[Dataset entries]
===============

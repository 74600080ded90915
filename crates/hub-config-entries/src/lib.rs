//! Config entries
//!
//! Config entries are the persisted, user-configured instances of
//! integrations. This crate turns them into running coordinators and
//! entities and reverses that exactly on unload.
//!
//! # Key Types
//!
//! - [`ConfigEntry`] / [`ConfigEntryState`]: the record and its lifecycle
//! - [`Integration`] / [`Platform`]: what an integration implements
//! - [`ConfigEntries`]: setup, retry, unload, reload and persistence
//! - [`EntryHandle`]: what an integration receives during setup
//! - [`HubContext`]: shared hub services, passed explicitly
//!
//! # Storage
//!
//! Entries are persisted in `.storage/core.config_entries`.

mod context;
mod entry;
mod error;
mod integration;
mod manager;
mod runtime;
mod state_machine;

pub use context::{ExecutorError, HubContext};
pub use entry::{
    ConfigEntry, ConfigEntryDisabledBy, ConfigEntrySource, ConfigEntryState, ConfigEntryUpdate,
};
pub use error::{ConfigEntriesError, ConfigEntriesResult, ConfigEntryError};
pub use integration::{Integration, IntegrationRegistry, LoadedIntegration, Platform};
pub use manager::{
    ConfigEntries, ConfigEntriesData, STORAGE_KEY, STORAGE_MINOR_VERSION, STORAGE_VERSION,
};
pub use runtime::{EntryHandle, ManagedCoordinator};
pub use state_machine::{retry_delay, InvalidTransition};
//! Index of live entities and command dispatch
//!
//! Every entity added by any platform is registered here under its entity
//! id. Commands look the entity up, check the capability, run it and write
//! the resulting state.

use crate::entity::Entity;
use crate::error::{EntityError, EntityResult};
use crate::handle::EntityHandle;
use dashmap::DashMap;
use hub_core::EntityId;
use std::sync::Arc;
use tracing::{debug, instrument};

#[derive(Clone)]
struct LiveEntity {
    entity: Arc<dyn Entity>,
    handle: EntityHandle,
}

#[derive(Default)]
pub struct EntityComponent {
    entities: DashMap<EntityId, LiveEntity>,
}

impl EntityComponent {
    pub fn new() -> Self {
        Self::default()
    }

    pub(crate) fn register(&self, entity: Arc<dyn Entity>, handle: EntityHandle) {
        debug!(entity_id = %handle.entity_id(), "Entity registered");
        self.entities
            .insert(handle.entity_id().clone(), LiveEntity { entity, handle });
    }

    pub(crate) fn unregister(&self, entity_id: &EntityId) -> bool {
        self.entities.remove(entity_id).is_some()
    }

    pub fn get(&self, entity_id: &EntityId) -> Option<Arc<dyn Entity>> {
        self.entities.get(entity_id).map(|e| Arc::clone(&e.entity))
    }

    pub fn handle(&self, entity_id: &EntityId) -> Option<EntityHandle> {
        self.entities.get(entity_id).map(|e| e.handle.clone())
    }

    pub fn contains(&self, entity_id: &EntityId) -> bool {
        self.entities.contains_key(entity_id)
    }

    pub fn entity_ids(&self) -> Vec<EntityId> {
        let mut ids: Vec<_> = self.entities.iter().map(|e| e.key().clone()).collect();
        ids.sort();
        ids
    }

    pub fn len(&self) -> usize {
        self.entities.len()
    }

    pub fn is_empty(&self) -> bool {
        self.entities.is_empty()
    }

    fn live(&self, entity_id: &EntityId) -> EntityResult<LiveEntity> {
        self.entities
            .get(entity_id)
            .map(|e| e.value().clone())
            .ok_or_else(|| EntityError::NotFound(entity_id.to_string()))
    }

    #[instrument(skip(self), fields(entity_id = %entity_id))]
    pub async fn turn_on(&self, entity_id: &EntityId) -> EntityResult<()> {
        let live = self.live(entity_id)?;
        toggle_capability(&live, entity_id)?.turn_on().await?;
        live.handle.write_state();
        Ok(())
    }

    #[instrument(skip(self), fields(entity_id = %entity_id))]
    pub async fn turn_off(&self, entity_id: &EntityId) -> EntityResult<()> {
        let live = self.live(entity_id)?;
        toggle_capability(&live, entity_id)?.turn_off().await?;
        live.handle.write_state();
        Ok(())
    }

    #[instrument(skip(self), fields(entity_id = %entity_id))]
    pub async fn toggle(&self, entity_id: &EntityId) -> EntityResult<()> {
        let live = self.live(entity_id)?;
        toggle_capability(&live, entity_id)?.toggle().await?;
        live.handle.write_state();
        Ok(())
    }

    #[instrument(skip(self), fields(entity_id = %entity_id))]
    pub async fn set_value(&self, entity_id: &EntityId, value: f64) -> EntityResult<()> {
        let live = self.live(entity_id)?;
        let number = live.entity.as_number().ok_or_else(|| EntityError::Unsupported {
            entity_id: entity_id.to_string(),
            capability: "set_value",
        })?;
        let (min, max) = (number.min_value(), number.max_value());
        if !(min..=max).contains(&value) {
            return Err(EntityError::OutOfRange { value, min, max });
        }
        number.set_value(value).await?;
        live.handle.write_state();
        Ok(())
    }

    /// Run the entity's own update and write the result
    #[instrument(skip(self), fields(entity_id = %entity_id))]
    pub async fn request_update(&self, entity_id: &EntityId) -> EntityResult<()> {
        let live = self.live(entity_id)?;
        live.entity.update().await?;
        live.handle.write_state();
        Ok(())
    }
}

fn toggle_capability<'a>(
    live: &'a LiveEntity,
    entity_id: &EntityId,
) -> EntityResult<&'a dyn crate::entity::ToggleEntity> {
    live.entity.as_toggle().ok_or_else(|| EntityError::Unsupported {
        entity_id: entity_id.to_string(),
        capability: "on/off",
    })
}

===============

*Task description*.
The response should be every record above restated exactly.

*Response below*.
repository 74600080ded90915
filename crates/hub-config-entries/src/lib.rs
//! Config entries
//!
//! Config entries are the persisted, user-configured instances of
//! integrations. This crate turns them into running coordinators and
//! entities and reverses that exactly on unload.
//!
//! # Key Types
//!
//! - [`ConfigEntry`] / [`ConfigEntryState`]: the record and its lifecycle
//! - [`Integration`] / [`Platform`]: what an integration implements
//! - [`ConfigEntries`]: setup, retry, unload, reload and persistence
//! - [`EntryHandle`]: what an integration receives during setup
//! - [`HubContext`]: shared hub services, passed explicitly
//!
//! # Storage
//!
//! Entries are persisted in `.storage/core.config_entries`.

mod context;
mod entry;
mod error;
mod integration;
mod manager;
mod runtime;
mod state_machine;

pub use context::{ExecutorError, HubContext};
pub use entry::{
    ConfigEntry, ConfigEntryDisabledBy, ConfigEntrySource, ConfigEntryState, ConfigEntryUpdate,
};
pub use error::{ConfigEntriesError, ConfigEntriesResult, ConfigEntryError};
pub use integration::{Integration, IntegrationRegistry, LoadedIntegration, Platform};
pub use manager::{
    ConfigEntries, ConfigEntriesData, STORAGE_KEY, STORAGE_MINOR_VERSION, STORAGE_VERSION,
};
pub use runtime::{EntryHandle, ManagedCoordinator};
pub use state_machine::{retry_delay, InvalidTransition};
//! Index of live entities and command dispatch
//!
//! Every entity added by any platform is registered here under its entity
//! id. Commands look the entity up, check the capability, run it and write
//! the resulting state.

use crate::entity::Entity;
use crate::error::{EntityError, EntityResult};
use crate::handle::EntityHandle;
use dashmap::DashMap;
use hub_core::EntityId;
use std::sync::Arc;
use tracing::{debug, instrument};

#[derive(Clone)]
struct LiveEntity {
    entity: Arc<dyn Entity>,
    handle: EntityHandle,
}

#[derive(Default)]
pub struct EntityComponent {
    entities: DashMap<EntityId, LiveEntity>,
}

impl EntityComponent {
    pub fn new() -> Self {
        Self::default()
    }

    pub(crate) fn register(&self, entity: Arc<dyn Entity>, handle: EntityHandle) {
        debug!(entity_id = %handle.entity_id(), "Entity registered");
        self.entities
            .insert(handle.entity_id().clone(), LiveEntity { entity, handle });
    }

    pub(crate) fn unregister(&self, entity_id: &EntityId) -> bool {
        self.entities.remove(entity_id).is_some()
    }

    pub fn get(&self, entity_id: &EntityId) -> Option<Arc<dyn Entity>> {
        self.entities.get(entity_id).map(|e| Arc::clone(&e.entity))
    }

    pub fn handle(&self, entity_id: &EntityId) -> Option<EntityHandle> {
        self.entities.get(entity_id).map(|e| e.handle.clone())
    }

    pub fn contains(&self, entity_id: &EntityId) -> bool {
        self.entities.contains_key(entity_id)
    }

    pub fn entity_ids(&self) -> Vec<EntityId> {
        let mut ids: Vec<_> = self.entities.iter().map(|e| e.key().clone()).collect();
        ids.sort();
        ids
    }

    pub fn len(&self) -> usize {
        self.entities.len()
    }

    pub fn is_empty(&self) -> bool {
        self.entities.is_empty()
    }

    fn live(&self, entity_id: &EntityId) -> EntityResult<LiveEntity> {
        self.entities
            .get(entity_id)
            .map(|e| e.value().clone())
            .ok_or_else(|| EntityError::NotFound(entity_id.to_string()))
    }

    #[instrument(skip(self), fields(entity_id = %entity_id))]
    pub async fn turn_on(&self, entity_id: &EntityId) -> EntityResult<()> {
        let live = self.live(entity_id)?;
        toggle_capability(&live, entity_id)?.turn_on().await?;
        live.handle.write_state();
        Ok(())
    }

    #[instrument(skip(self), fields(entity_id = %entity_id))]
    pub async fn turn_off(&self, entity_id: &EntityId) -> EntityResult<()> {
        let live = self.live(entity_id)?;
        toggle_capability(&live, entity_id)?.turn_off().await?;
        live.handle.write_state();
        Ok(())
    }

    #[instrument(skip(self), fields(entity_id = %entity_id))]
    pub async fn toggle(&self, entity_id: &EntityId) -> EntityResult<()> {
        let live = self.live(entity_id)?;
        toggle_capability(&live, entity_id)?.toggle().await?;
        live.handle.write_state();
        Ok(())
    }

    #[instrument(skip(self), fields(entity_id = %entity_id))]
    pub async fn set_value(&self, entity_id: &EntityId, value: f64) -> EntityResult<()> {
        let live = self.live(entity_id)?;
        let number = live.entity.as_number().ok_or_else(|| EntityError::Unsupported {
            entity_id: entity_id.to_string(),
            capability: "set_value",
        })?;
        let (min, max) = (number.min_value(), number.max_value());
        if !(min..=max).contains(&value) {
            return Err(EntityError::OutOfRange { value, min, max });
        }
        number.set_value(value).await?;
        live.handle.write_state();
        Ok(())
    }

    /// Run the entity's own update and write the result
    #[instrument(skip(self), fields(entity_id = %entity_id))]
    pub async fn request_update(&self, entity_id: &EntityId) -> EntityResult<()> {
        let live = self.live(entity_id)?;
        live.entity.update().await?;
        live.handle.write_state();
        Ok(())
    }
}

fn toggle_capability<'a>(
    live: &'a LiveEntity,
    entity_id: &EntityId,
) -> EntityResult<&'a dyn crate::entity::ToggleEntity> {
    live.entity.as_toggle().ok_or_else(|| EntityError::Unsupported {
        entity_id: entity_id.to_string(),
        capability: "on/off",
    })
}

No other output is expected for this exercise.